Cuando hubo caminado trescientos metros, se quitó de manera ostentosa su gorra de ladrón y, tirándola a una alcantarilla, la reemplazó por el sombrero flexible de un hombre honrado. Su paso se hizo más seguro. Sin embargo, el corazón de oro del padre Mimile, todavía caliente, no cesaba de molestarle, porque seguía latiéndole desagradablemente en el bolsillo. Además, le hubiera gustado contemplarlo con tranquilidad, pues era un corazón que, con sólo verlo, ponía a cualquiera casi en la obligación de delinquir.
Ciento veinte brazas más adelante y aprovechando una alcantarilla de dimensiones superiores a las de la anterior, Aulne se desembarazó de la porra y de la podadera. Ambos instrumentos estaban recubiertos de cabellos pegados y de sangre, y como a Aulne le gustaba hacer las cosas cuidadosamente, seguro que también abundaban de huellas digitales. Sin embargo, conservó, sin tocarla la misma indumentaria, por completo salpicada de sangre pegajosa, pues, dado que a los viandantes no les suele caber en la cabeza que un asesino vista como todo el mundo, tampoco era cuestión de infringir el código del medio.
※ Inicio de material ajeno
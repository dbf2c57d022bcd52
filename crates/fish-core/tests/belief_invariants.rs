use std::collections::HashSet;

use fish_core::belief::query::{has_rank_probabilities, marginal_has_rank};
use fish_core::belief::{AskOutcome, PROBABILITY_EPSILON};
use fish_core::model::{Deck, HandVector, PlayerId, Rank, Rules};
use fish_core::GoFish;
use rand::rngs::SmallRng;
use rand::seq::SliceRandom;
use rand::{Rng, SeedableRng};

fn deck(top_last: &[u8]) -> Deck {
    Deck::from_cards(top_last.iter().copied().map(Rank::new).collect())
}

fn assert_settled(game: &GoFish) {
    for observer in PlayerId::LOOP {
        let belief = game.belief(observer);
        let total = belief.total_probability();
        assert!(
            (total - 1.0).abs() < PROBABILITY_EPSILON,
            "{observer} belief sums to {total}"
        );

        let distinct: HashSet<HandVector> = belief.iter().map(|(think, _)| think.clone()).collect();
        assert_eq!(distinct.len(), belief.len(), "duplicate worlds");

        for p in has_rank_probabilities(belief) {
            assert!((-PROBABILITY_EPSILON..=1.0 + PROBABILITY_EPSILON).contains(&p));
        }

        let own = game.ledger().hand(observer);
        let suit_size = game.rules().suit_size;
        for (think, _) in belief.iter() {
            for (rank, count) in think.iter() {
                assert!(count <= suit_size - own[rank], "world exceeds remaining copies");
            }
        }

        // A rank the observer has booked is settled for the rest of the game.
        for (rank, held) in own.iter() {
            if held == suit_size {
                assert_eq!(
                    marginal_has_rank(belief, rank),
                    0.0,
                    "{observer} still suspects the opponent of booked rank {rank}"
                );
            }
        }

        let truth = game.ledger().hand(observer.opponent());
        let p_truth = belief.probability(truth).unwrap_or(0.0);
        assert!(p_truth > 0.0, "{observer} ruled out the real hand {truth}");

        assert!(belief.len() as u128 <= game.engine().world_bound(observer, game.ledger()));
    }
}

/// Plays to the end, checking invariants after every action. Returns the books completed by a transfer.
fn play_random_game(rules: Rules, seed: u64) -> usize {
    let mut rng = SmallRng::seed_from_u64(seed);
    let mut game = GoFish::new_game(rules, rng.r#gen()).expect("game starts");
    assert_settled(&game);
    let mut steps = 0;
    let mut books_completed = 0;

    while !game.is_over() {
        steps += 1;
        assert!(steps < 10_000, "game did not terminate");
        let player = game.turn();
        let actions = game.legal_actions(player);
        let Some(&rank) = actions.choose(&mut rng) else {
            if game.ledger().deck_len() > 0 {
                game.draw(player).expect("draw");
            }
            game.advance_turn();
            assert_settled(&game);
            continue;
        };

        match game.ask(player, rank).expect("legal ask") {
            AskOutcome::Confirm => {
                let giver = player.opponent();
                let moved = game.transfer(giver, player, rank).expect("transfer");
                assert!(moved > 0);
                assert_eq!(marginal_has_rank(game.belief(player), rank), 0.0);
                let p = marginal_has_rank(game.belief(giver), rank);
                assert!((p - 1.0).abs() < PROBABILITY_EPSILON);
                if game.ledger().hand(player)[rank] == game.rules().suit_size {
                    books_completed += 1;
                }
            }
            AskOutcome::Deny => {
                if game.ledger().deck_len() > 0 {
                    game.draw(player).expect("draw");
                }
                game.advance_turn();
            }
        }
        assert_settled(&game);
    }
    books_completed
}

#[test]
fn random_games_preserve_invariants() {
    let mut transferred_books = 0;
    for seed in 0..24 {
        transferred_books += play_random_game(Rules::new(4, 3, 3), seed);
    }
    // Later turns must keep those books collapsed; make sure that path ran.
    assert!(transferred_books > 0);
}

#[test]
fn random_games_on_a_wider_table() {
    for seed in 100..104 {
        play_random_game(Rules::new(6, 4, 4), seed);
    }
}

#[test]
fn single_draw_on_tiny_table_gives_two_even_worlds() {
    let rules = Rules::new(2, 2, 1);
    let mut game = GoFish::undealt(rules, deck(&[0, 0, 1, 1])).unwrap();
    game.draw(PlayerId::First).unwrap();

    let belief = game.belief(PlayerId::Second);
    assert_eq!(belief.len(), 2);
    for counts in [vec![1, 0], vec![0, 1]] {
        let p = belief.probability(&HandVector::from_counts(counts)).unwrap();
        assert!((p - 0.5).abs() < PROBABILITY_EPSILON);
    }
}

#[test]
fn invalid_ask_mutates_nothing() {
    let rules = Rules::new(2, 2, 1);
    // First is dealt rank 1, Second is dealt rank 1.
    let mut game = GoFish::from_deck(rules, deck(&[0, 0, 1, 1])).unwrap();
    let before: Vec<_> = PlayerId::LOOP
        .iter()
        .map(|&player| game.belief(player).clone())
        .collect();

    assert!(game.ask(PlayerId::First, Rank::new(0)).is_err());
    for player in PlayerId::LOOP {
        assert_eq!(game.belief(player), &before[player.index()]);
    }
}

#[test]
fn transfer_of_two_shifts_and_clears() {
    let rules = Rules::new(2, 3, 3);
    // First is dealt 0, 1, 1; Second is dealt 0, 0, 1.
    let mut game = GoFish::from_deck(rules, deck(&[1, 0, 0, 1, 1, 0])).unwrap();
    assert_eq!(game.ledger().hand(PlayerId::First).counts(), &[1, 2]);
    assert_eq!(game.ledger().hand(PlayerId::Second).counts(), &[2, 1]);
    let rank = Rank::new(0);

    assert_eq!(game.ask(PlayerId::First, rank).unwrap(), AskOutcome::Confirm);
    let giver_before = game.belief(PlayerId::Second).clone();
    let moved = game.transfer(PlayerId::Second, PlayerId::First, rank).unwrap();
    assert_eq!(moved, 2);

    let giver_after = game.belief(PlayerId::Second);
    assert_eq!(giver_after.len(), giver_before.len());
    for (think, p) in giver_before.iter() {
        let mut shifted = think.clone();
        shifted.add(rank, 2);
        let q = giver_after.probability(&shifted).expect("world shifted by two");
        assert!((p - q).abs() < PROBABILITY_EPSILON);
    }

    let receiver = game.belief(PlayerId::First);
    assert!(receiver.iter().all(|(think, _)| think[rank] == 0));
    assert!(receiver.is_normalized());
    assert_eq!(game.ledger().hand(PlayerId::First).counts(), &[3, 2]);
    assert_settled(&game);
}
En la parada de taxis eligió uno bien vistoso y reconocible. Se trataba de un antiguo Bernazizi, modelo 1923, con asientos de imitación esterilla, trasero puntiagudo, conductor tuerto y parachoques de atrás medio caído. Los colores frambuesa y amarillo de la capota de satén rayado añadían al conjunto un toque inolvidable. Aulne pasó a su interior.
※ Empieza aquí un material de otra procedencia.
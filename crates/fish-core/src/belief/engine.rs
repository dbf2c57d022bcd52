//! Belief updates applied in lockstep with ledger actions.

use super::combinatorics::world_bound;
use super::observer::{BeliefEvent, BeliefObserver, NullObserver};
use super::state::BeliefState;
use crate::error::{EngineError, InvalidActionError};
use crate::model::ledger::GameLedger;
use crate::model::player::PlayerId;
use crate::model::rank::Rank;
use crate::model::rules::Rules;
use std::array;

/// Answer to an ask.
#[derive(Debug, Clone, Copy, PartialEq, Eq, Hash)]
pub enum AskOutcome {
    Confirm,
    Deny,
}

impl AskOutcome {
    pub const fn is_confirm(self) -> bool {
        matches!(self, AskOutcome::Confirm)
    }

    pub const fn as_str(self) -> &'static str {
        match self {
            AskOutcome::Confirm => "confirm",
            AskOutcome::Deny => "deny",
        }
    }
}

/// Owns both first-order beliefs: `belief(p)` is `p`'s distribution over `p.opponent()`'s hand.
///
/// Every operation validates first, computes the new states without touching
/// `self`, then commits ledger and beliefs together. A rejected action leaves
/// everything as it was.
#[derive(Debug, Clone)]
pub struct BeliefEngine<O = NullObserver> {
    rules: Rules,
    beliefs: [BeliefState; 2],
    observer: O,
}

impl BeliefEngine<NullObserver> {
    pub fn new(rules: Rules) -> Self {
        Self::with_observer(rules, NullObserver)
    }
}

impl<O: BeliefObserver> BeliefEngine<O> {
    pub fn with_observer(rules: Rules, observer: O) -> Self {
        Self {
            rules,
            beliefs: array::from_fn(|_| BeliefState::new(rules.ranks)),
            observer,
        }
    }

    pub fn rules(&self) -> &Rules {
        &self.rules
    }

    /// `observer`'s belief about the opponent's hand.
    pub fn belief(&self, observer: PlayerId) -> &BeliefState {
        &self.beliefs[observer.index()]
    }

    pub fn observer(&self) -> &O {
        &self.observer
    }

    pub fn observer_mut(&mut self) -> &mut O {
        &mut self.observer
    }

    /// Upper bound on the worlds `observer` can hold given the current ledger.
    pub fn world_bound(&self, observer: PlayerId, ledger: &GameLedger) -> u128 {
        world_bound(
            &self.rules,
            ledger.hand(observer),
            ledger.hand(observer.opponent()).total(),
        )
    }

    /// `drawer` takes the top card of the deck.
    ///
    /// The drawer rules out worlds where the opponent would hold more copies of the
    /// drawn rank than remain; the opponent branches over every rank the card could be.
    pub fn draw(&mut self, drawer: PlayerId, ledger: &mut GameLedger) -> Result<Rank, EngineError> {
        let deck_before = ledger.deck_len();
        let rank = ledger.peek_card().ok_or(InvalidActionError::EmptyDeck)?;
        let opponent = drawer.opponent();
        let suit_size = self.rules.suit_size;

        let held_after = ledger.hand(drawer)[rank] + 1;
        let limit = suit_size.saturating_sub(held_after);
        let drawer_view = self
            .belief(drawer)
            .conditioned(|think| think[rank] <= limit)
            .map_err(|err| err.for_observer(drawer))?;
        let opponent_view =
            self.belief(opponent)
                .branched_on_draw(suit_size, ledger.hand(opponent), deck_before)?;

        ledger.take_top_card(drawer);
        self.observer.notify(&BeliefEvent::Drew {
            drawer,
            rank,
            deck_remaining: ledger.deck_len(),
        });
        let before = self.commit(drawer, drawer_view);
        self.observer.notify(&BeliefEvent::Conditioned {
            observer: drawer,
            before,
            after: self.belief(drawer).len(),
        });
        let before = self.commit(opponent, opponent_view);
        self.observer.notify(&BeliefEvent::Branched {
            observer: opponent,
            before,
            after: self.belief(opponent).len(),
        });

        self.debug_check(ledger);
        Ok(rank)
    }

    /// `asker` asks the opponent for `rank`, which the asker must hold without owning the book.
    pub fn ask(
        &mut self,
        asker: PlayerId,
        rank: Rank,
        ledger: &GameLedger,
    ) -> Result<AskOutcome, EngineError> {
        ledger.check_rank(rank)?;
        let held = ledger.hand(asker)[rank];
        if held == 0 || held >= self.rules.suit_size {
            return Err(InvalidActionError::RankNotAskable {
                player: asker,
                rank,
                count: held,
                suit_size: self.rules.suit_size,
            }
            .into());
        }

        let askee = asker.opponent();
        // Asking reveals the asker holds the rank.
        let askee_view = self
            .belief(askee)
            .conditioned(|think| think[rank] > 0)
            .map_err(|err| err.for_observer(askee))?;

        let outcome = if ledger.hand(askee)[rank] > 0 {
            AskOutcome::Confirm
        } else {
            AskOutcome::Deny
        };
        let asker_view = match outcome {
            AskOutcome::Confirm => self.belief(asker).conditioned(|think| think[rank] > 0),
            AskOutcome::Deny => self.belief(asker).conditioned(|think| think[rank] == 0),
        }
        .map_err(|err| err.for_observer(asker))?;

        self.observer.notify(&BeliefEvent::Asked {
            asker,
            rank,
            outcome,
        });
        for (observer, view) in [(askee, askee_view), (asker, asker_view)] {
            let before = self.commit(observer, view);
            self.observer.notify(&BeliefEvent::Conditioned {
                observer,
                before,
                after: self.belief(observer).len(),
            });
        }

        self.debug_check(ledger);
        Ok(outcome)
    }

    /// `giver` hands every card of `rank` to `receiver`, returning how many moved.
    pub fn transfer(
        &mut self,
        giver: PlayerId,
        receiver: PlayerId,
        rank: Rank,
        ledger: &mut GameLedger,
    ) -> Result<u8, EngineError> {
        if giver == receiver {
            return Err(InvalidActionError::SamePlayer(giver).into());
        }
        ledger.check_rank(rank)?;
        let count = ledger.hand(giver)[rank];
        if count == 0 {
            return Err(InvalidActionError::NothingToTransfer {
                player: giver,
                rank,
            }
            .into());
        }

        // The receiver now knows the exact count and that none remain with the giver.
        let receiver_view = self
            .belief(receiver)
            .conditioned(|think| think[rank] == count)
            .map_err(|err| err.for_observer(receiver))?
            .mapped(|think| {
                think.clear(rank);
            });
        // The giver already knew the count; every world gains it.
        let giver_view = self.belief(giver).mapped(|think| think.add(rank, count));

        let moved = ledger.move_rank(giver, receiver, rank);
        debug_assert_eq!(moved, count);
        self.observer.notify(&BeliefEvent::Transferred {
            giver,
            receiver,
            rank,
            count,
        });
        let before = self.commit(receiver, receiver_view);
        self.observer.notify(&BeliefEvent::Conditioned {
            observer: receiver,
            before,
            after: self.belief(receiver).len(),
        });
        self.commit(giver, giver_view);

        self.debug_check(ledger);
        Ok(count)
    }

    fn commit(&mut self, observer: PlayerId, state: BeliefState) -> usize {
        std::mem::replace(&mut self.beliefs[observer.index()], state).len()
    }

    fn debug_check(&self, ledger: &GameLedger) {
        for observer in PlayerId::LOOP {
            let belief = self.belief(observer);
            debug_assert!(
                belief.is_normalized(),
                "belief of {observer} sums to {}",
                belief.total_probability()
            );
            debug_assert!(
                belief.len() as u128 <= self.world_bound(observer, ledger),
                "belief of {observer} exceeds its world bound"
            );
        }
    }
}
-¿Dónde le llevo, burgués? -preguntó el chófer, un ruso ucraniano a juzgar por su acento.
-Dé la vuelta a la manzana... -respondió Aulne.
-¿Cuántas veces?
-Todas las que sean necesarias hasta que la bofia nos eche el ojo encima.
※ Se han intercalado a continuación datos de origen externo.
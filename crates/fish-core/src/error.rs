//! Error types surfaced by the ledger and the belief engine.

use crate::model::player::PlayerId;
use crate::model::rank::Rank;
use thiserror::Error;

/// Conditioning removed every hypothesis: the observation contradicts the belief state.
#[derive(Debug, Clone, PartialEq, Eq, Error)]
#[error("observation contradicts all {worlds} worlds held by {}", observer_label(.observer))]
pub struct ContradictionError {
    pub observer: Option<PlayerId>,
    pub worlds: usize,
}

impl ContradictionError {
    pub fn new(worlds: usize) -> Self {
        Self {
            observer: None,
            worlds,
        }
    }

    pub fn for_observer(mut self, observer: PlayerId) -> Self {
        self.observer = Some(observer);
        self
    }
}

fn observer_label(observer: &Option<PlayerId>) -> String {
    match observer {
        Some(player) => player.to_string(),
        None => "an unattached belief".to_string(),
    }
}

/// An action that is structurally impossible for the current ledger.
#[derive(Debug, Clone, PartialEq, Eq, Error)]
pub enum InvalidActionError {
    #[error("the deck is empty")]
    EmptyDeck,
    #[error("rank {rank} is outside the {ranks} ranks in play")]
    RankOutOfRange { rank: Rank, ranks: u8 },
    #[error("{player} holds {count} of rank {rank}; asking needs strictly between 0 and {suit_size}")]
    RankNotAskable {
        player: PlayerId,
        rank: Rank,
        count: u8,
        suit_size: u8,
    },
    #[error("{player} holds no cards of rank {rank} to hand over")]
    NothingToTransfer { player: PlayerId, rank: Rank },
    #[error("{0} cannot trade with themselves")]
    SamePlayer(PlayerId),
}

#[derive(Debug, Clone, PartialEq, Eq, Error)]
pub enum EngineError {
    #[error(transparent)]
    Contradiction(#[from] ContradictionError),
    #[error(transparent)]
    InvalidAction(#[from] InvalidActionError),
}

#[derive(Debug, Clone, PartialEq, Eq, Error)]
pub enum RulesError {
    #[error("at least one rank is required")]
    NoRanks,
    #[error("suit size must be at least one")]
    EmptySuit,
    #[error("dealing {dealt} cards exceeds the {deck}-card deck")]
    DealExceedsDeck { dealt: usize, deck: usize },
    #[error("deck holds {found} cards but the rules call for {expected}")]
    DeckMismatch { found: usize, expected: usize },
    #[error("deck holds {found} cards of rank {rank}, expected {expected}")]
    DeckComposition { rank: Rank, found: u8, expected: u8 },
}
-¡Ah, ah! -reflexionó el taxista de manera audible-. Bueno... bien... veamos... Como posiblemente me será difícil llegar a marchar con exceso de velocidad ¿qué le parece si circulo por la izquierda? ¿Eh?
-Correcto -aceptó Aulne.
Bajó a tope la capota y se sentó lo más estirado posible para que pudiera verse con facilidad la sangre que adornaba su indumentaria. Eso, combinado con el sombrero de hombre honrado que lucía, haría evidente a cualquiera que tenía algo que ocultar.